Stepwise and continuous gradient ion-exchange chromatography were compared for yield of calpains and calpastatin from ovine muscle in a study designed to quantify their activities for comparative purposes. In Exp. 1, a continuous (25 to 400 mM NaCl) gradient and a two-step gradient method (200 mM NaCl to coelute mu-calpain and calpastatin together and then 400 mM NaCl to elute mu-calpain) were compared. For the two-step method, mu-calpain activities were determined by subtracting calpastatin activities before and after heat inactivation of mu-calpain.
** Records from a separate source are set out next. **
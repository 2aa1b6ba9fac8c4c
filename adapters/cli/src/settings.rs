//! Optional TOML settings file merged underneath the command-line flags.

use std::{fs, path::Path, time::Duration};

use anyhow::{Context, Result};
use hex_cascade_core::{Difficulty, GameConfig, Timing};
use hex_cascade_system_session::{SessionConfig, DEFAULT_CHALLENGE};
use serde::Deserialize;

/// Board side used when neither a flag nor the settings file names one.
pub(crate) const DEFAULT_SIZE: u32 = 10;

/// Values read from a settings file. Absent keys fall back to flags or defaults.
#[derive(Clone, Debug, Default, PartialEq, Eq, Deserialize)]
#[serde(default, deny_unknown_fields)]
pub(crate) struct Settings {
    size: Option<u32>,
    difficulty: Option<Difficulty>,
    seed: Option<u64>,
    challenge: Option<bool>,
    challenge_seconds: Option<u64>,
    unlimited_tools: Option<bool>,
    special_blocks: Option<bool>,
    tool_stock: Option<u32>,
    purge_grace_ms: Option<u64>,
    activation_delay_ms: Option<u64>,
}

/// Game options given on the command line. Switches only override when set.
#[derive(Clone, Copy, Debug, Default, PartialEq, Eq)]
pub(crate) struct Overrides {
    pub(crate) size: Option<u32>,
    pub(crate) difficulty: Option<Difficulty>,
    pub(crate) seed: Option<u64>,
    pub(crate) challenge: bool,
    pub(crate) unlimited_tools: bool,
    pub(crate) no_special_blocks: bool,
}

impl Settings {
    /// Reads and parses the settings file at `path`.
    pub(crate) fn load(path: &Path) -> Result<Self> {
        let contents = fs::read_to_string(path)
            .with_context(|| format!("failed to read settings file {}", path.display()))?;
        Self::parse(&contents)
            .with_context(|| format!("failed to parse settings file {}", path.display()))
    }

    fn parse(contents: &str) -> Result<Self> {
        toml::from_str(contents).context("settings are not valid TOML")
    }

    /// Merges `overrides` on top of the file values. `fallback_seed` is used
    /// when no seed is given anywhere.
    pub(crate) fn resolve(
        &self,
        overrides: Overrides,
        fallback_seed: u64,
    ) -> Result<(GameConfig, SessionConfig)> {
        let size = overrides.size.or(self.size).unwrap_or(DEFAULT_SIZE);
        let difficulty = overrides
            .difficulty
            .or(self.difficulty)
            .unwrap_or_default();
        let seed = overrides.seed.or(self.seed).unwrap_or(fallback_seed);
        let special_blocks = !overrides.no_special_blocks && self.special_blocks.unwrap_or(true);

        let defaults = Timing::default();
        let timing = Timing {
            purge_grace: self
                .purge_grace_ms
                .map_or(defaults.purge_grace, Duration::from_millis),
            activation_delay: self
                .activation_delay_ms
                .map_or(defaults.activation_delay, Duration::from_millis),
        };

        let game = GameConfig::square(size, difficulty, seed)
            .with_context(|| format!("board size {size} is not supported"))?
            .with_special_blocks(special_blocks)
            .with_timing(timing);

        let mut session = SessionConfig {
            unlimited_tools: overrides.unlimited_tools || self.unlimited_tools.unwrap_or(false),
            ..SessionConfig::default()
        };
        if let Some(stock) = self.tool_stock {
            session.tool_stock = stock;
        }
        if overrides.challenge || self.challenge.unwrap_or(false) {
            session.challenge = Some(
                self.challenge_seconds
                    .map_or(DEFAULT_CHALLENGE, Duration::from_secs),
            );
        }

        Ok((game, session))
    }
}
Both the two-step and the continuous gradient method yielded similar results over a broad range of activities. The stepwise gradient method does not require the use of fraction collectors and pumps, and it can be completed in a fraction of the time required for the continuous gradient method. In Exp. 2, the two-step method was compared with a three-step method (100 mM NaCl to elute calpastatin, then 200 mM NaCl to elute mu-calpain, and then 400 mM NaCl to elute m-calpain). Unlike the continuous gradient method, calpastatin and mu-calpain could not be completely separated using the three-step chromatography method. Thus, the three-step gradient method should not be used to quantify the components of the calpain proteolytic system. The present results indicate that the two-step gradient method is a fast and inexpensive method to determine calpain and calpastatin activities in studies designed to quantify the components of the calpain proteolytic system in skeletal muscle.